- [ACTIVITY]
Scan the records for the word "ObserverError". Copy each line that includes it.

- [INPUT RECORDS]

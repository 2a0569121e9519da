//! Observer that logs break notifications.

use crate::core::{Observer, ObserverError};

/// Emits every break notification as a `WARN` tracing event.
#[derive(Debug, Clone, Default)]
pub struct TracingObserver {
    component: Option<String>,
}

impl TracingObserver {
    /// Creates an observer that logs without an extra label.
    pub fn new() -> Self {
        Self::default()
    }

    /// Adds a `component` field to every event.
    pub fn with_component(mut self, component: impl Into<String>) -> Self {
        self.component = Some(component.into());
        self
    }
}

impl Observer for TracingObserver {
    fn notify(&self, message: &str) -> Result<(), ObserverError> {
        match &self.component {
            Some(component) => tracing::warn!(component = %component, "{message}"),
            None => tracing::warn!("{message}"),
        }
        Ok(())
    }
}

- [EXPECTED ANSWER]
use crate::core::{Observer, ObserverError};
    fn notify(&self, message: &str) -> Result<(), ObserverError> {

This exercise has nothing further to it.